# Help a mountain biker build power cross training on road bike?



## gregg (Oct 30, 2000)

Hey Lee, I'll ask a question that will help me personally.

I am primarily a mountain biker, but hit the road bike about 20% of the time. Can I use the road bike to help me build power for the short/steep climbs I encounter during mountain biking? These climbs are anywhere from 20 yards to 50 yards long, but very steep. Not sure if I'm using the term correctly, but I need to build my power (quads) for these, yes?

Would it be mostly intervals or sprints on the road bike to help build the strength I need for these short, steep climbs on the dirt (barring other variables like traction, front and rear balance, etc...)? Or is there something else I can do?

Also, I don't own a trainer, just rollers (Kreitlers...the best!) without resistance, is there a way to do the same thing? 

Thanks,

-gregg


----------



## Sub (Feb 13, 2004)

Hey Gregg

Do you do any mountain bike racing or are you just looking to improve your general riding?

You want to duplicate the effort your looking to improve, so you would want to spend time on some short climbs in the 300-500 yard range and 8-10% grade if you can find one. What you need to start working on is hill sprints since that seems like the type of effort you speaking of on the mountain bike.

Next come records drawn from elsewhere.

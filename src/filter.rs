//! Post-processing of looked-up labels.
//!
//! A [`FilterChain`] wraps any [`LabelQuery`] with a list of [`LabelFilter`]s.
//! Each filter sees the coordinate and a `next` lookup (the rest of the
//! chain). It may call `next`, replace its answer, or answer on its own
//! without calling it. The filter added last is the outermost one and runs
//! first.
//!
//! ```rust
//! use labelgrid::{CellGrid, Envelope, IndexOptions, LabelFilter, LabelQuery, SpatialIndex};
//! use geo::coord;
//!
//! let grid = CellGrid::new(Envelope::new(-180.0, -90.0, 180.0, 90.0), vec![4])?;
//! let index = SpatialIndex::build(&grid, Vec::new(), IndexOptions::default())?;
//! let chain = index
//!     .with(LabelFilter::timezone_band())
//!     .with(LabelFilter::BoundingBox(Envelope::new(-180.0, -90.0, 180.0, 90.0)));
//!
//! assert_eq!(chain.label_for(coord! { x: 31.0, y: 0.0 }).as_deref(), Some("Etc/GMT-2"));
//! assert_eq!(chain.label_for(coord! { x: 200.0, y: 0.0 }), None);
//! # Ok::<(), labelgrid::LabelGridError>(())
//! ```

use crate::compute::engine::{GeometryEngine, PlanarEngine};
use crate::feature::{Label, LabeledFeature};
use crate::index::LabelQuery;
use geo::Coord;
use labelgrid_types::envelope::Envelope;
use rustc_hash::FxHashSet;

/// How [`LabelFilter::NearestFeature`] ranks co-located features.
#[derive(Debug, Clone, Copy, PartialEq, Eq)]
pub enum NearestBy {
    /// Distance from the coordinate to the feature geometry.
    GeometryDistance,
    /// Distance from the coordinate to the feature centroid.
    CentroidDistance,
    /// Smallest bounding box that covers the coordinate.
    SmallestBoundingBox,
}

/// One post-processing step.
#[derive(Debug, Clone)]
pub enum LabelFilter {
    /// Labels outside `valid` (and null labels) become `default`.
    ValidLabels {
        valid: FxHashSet<Label>,
        default: Option<Label>,
    },
    /// Null labels become this label.
    DefaultLabel(Label),
    /// Null labels become a value computed from the coordinate.
    Derived(fn(Coord) -> Label),
    /// Coordinates outside the envelope get no label; the rest of the chain
    /// is not consulted for them.
    BoundingBox(Envelope),
    /// Null labels are replaced by the label of the best co-located feature.
    NearestFeature(NearestBy),
}

impl LabelFilter {
    pub fn valid_labels<I, L>(valid: I, default: Option<Label>) -> Self
    where
        I: IntoIterator<Item = L>,
        L: Into<Label>,
    {
        LabelFilter::ValidLabels {
            valid: valid.into_iter().map(Into::into).collect(),
            default,
        }
    }

    /// Fill null labels with the `Etc/GMT±N` zone of the nearest 15° meridian.
    pub fn timezone_band() -> Self {
        LabelFilter::Derived(timezone_band)
    }

    /// Label for `coordinate`, where `next` answers for the rest of the chain
    /// and `colocated` provides the features of the coordinate's cell.
    pub fn apply<N, Q, E>(
        &self,
        coordinate: Coord,
        next: N,
        colocated: &Q,
        engine: &E,
    ) -> Option<Label>
    where
        N: FnOnce(Coord) -> Option<Label>,
        Q: LabelQuery + ?Sized,
        E: GeometryEngine,
    {
        match self {
            LabelFilter::ValidLabels { valid, default } => match next(coordinate) {
                Some(label) if valid.contains(&label) => Some(label),
                _ => default.clone(),
            },
            LabelFilter::DefaultLabel(default) => {
                next(coordinate).or_else(|| Some(default.clone()))
            }
            LabelFilter::Derived(derive) => next(coordinate).or_else(|| Some(derive(coordinate))),
            LabelFilter::BoundingBox(envelope) => {
                if envelope.covers(coordinate) {
                    next(coordinate)
                } else {
                    None
                }
            }
            LabelFilter::NearestFeature(by) => next(coordinate).or_else(|| {
                nearest_label(*by, coordinate, colocated.colocated_features(coordinate), engine)
            }),
        }
    }
}

/// `Etc/GMT±N` zone of the meridian nearest to `coordinate`.
///
/// The `Etc` zones are named with inverted signs: east of Greenwich is
/// `Etc/GMT-N`.
pub fn timezone_band(coordinate: Coord) -> Label {
    let closest = -((coordinate.x / 15.0 + 0.5).floor() as i64);
    if closest > 0 {
        format!("Etc/GMT+{}", closest).into()
    } else {
        format!("Etc/GMT{}", closest).into()
    }
}

fn nearest_label<E: GeometryEngine>(
    by: NearestBy,
    coordinate: Coord,
    features: &[LabeledFeature<'_>],
    engine: &E,
) -> Option<Label> {
    let mut best = f64::MAX;
    let mut best_label = None;
    for feature in features {
        let score = match by {
            NearestBy::GeometryDistance => Some(engine.distance(feature.geometry(), coordinate)),
            NearestBy::CentroidDistance => engine
                .centroid(feature.geometry())
                .map(|c| (c.x - coordinate.x).hypot(c.y - coordinate.y)),
            NearestBy::SmallestBoundingBox => engine
                .bounding_rect(feature.geometry())
                .map(Envelope::from_rect)
                .filter(|env| env.covers(coordinate))
                .map(|env| env.area()),
        };
        if let Some(score) = score
            && score < best
        {
            best = score;
            best_label = feature.label().cloned();
        }
    }
    best_label
}

/// A [`LabelQuery`] wrapped in filters.
#[derive(Debug, Clone)]
pub struct FilterChain<Q, E: GeometryEngine = PlanarEngine> {
    inner: Q,
    // outermost first
    filters: Vec<LabelFilter>,
    engine: E,
}

impl<Q: LabelQuery> FilterChain<Q, PlanarEngine> {
    pub fn new(inner: Q) -> Self {
        Self::with_engine(inner, PlanarEngine)
    }
}

impl<Q: LabelQuery, E: GeometryEngine> FilterChain<Q, E> {
    pub fn with_engine(inner: Q, engine: E) -> Self {
        Self {
            inner,
            filters: Vec::new(),
            engine,
        }
    }

    /// Wrap the chain in `filter`, which becomes the outermost filter.
    pub fn with(mut self, filter: LabelFilter) -> Self {
        self.filters.insert(0, filter);
        self
    }

    /// Filters in application order, outermost first.
    pub fn filters(&self) -> &[LabelFilter] {
        &self.filters
    }

    pub fn inner(&self) -> &Q {
        &self.inner
    }

    pub fn into_inner(self) -> Q {
        self.inner
    }

    fn label_from(&self, layer: usize, coordinate: Coord) -> Option<Label> {
        match self.filters.get(layer) {
            Some(filter) => filter.apply(
                coordinate,
                |c| self.label_from(layer + 1, c),
                &self.inner,
                &self.engine,
            ),
            None => self.inner.label_for(coordinate),
        }
    }
}

impl<Q: LabelQuery, E: GeometryEngine> LabelQuery for FilterChain<Q, E> {
    fn label_for(&self, coordinate: Coord) -> Option<Label> {
        self.label_from(0, coordinate)
    }

    fn colocated_features(&self, coordinate: Coord) -> &[LabeledFeature<'_>] {
        self.inner.colocated_features(coordinate)
    }
}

Roll into the hill in a pretty big gear (53x21 or there abouts) and start by sprinting from the bottom. Try not to shift during the interval. The gear should get harder to turn as you continue up the hill, from feeling spun out at the bottom to hardly being able to turn it at the top. Make sure you pedal over the top of the hill, then take a 10 minute recovery and repeat. If you do them right you will have the energy to do 3-5 sprints.

Of couse, you want to make sure you have spent some time building up a good aerobic base before doing these intervals and make sure you warm up for 20-30 minutes before starting them.

Hope this helps.


----------



## gregg (Oct 30, 2000)

Hey Lee, thanks for the response.

I used to race quite a bit, but nowadays, just looking to improve my general riding (and to keep up with my buddies!)

Yeah, I've always found that light stretching and a good warm-up are key.

300-500 yards sounds long to me, but then again, the hills are where I really suffer.

Thanks again,

-g


----------



## Sub (Feb 13, 2004)

Look at the amount of time your spending putting out the efforts on the mountain bike, if they are significantly shorter than the workout I described then you can try and find a little slightly shorter hill. You have to look at the amount of time your putting out the effort, rather than the distance...and you can cover more distance on a road bike in the same amount of time. You want your buddies trying to keep up with you afterall, not the other way around.


----------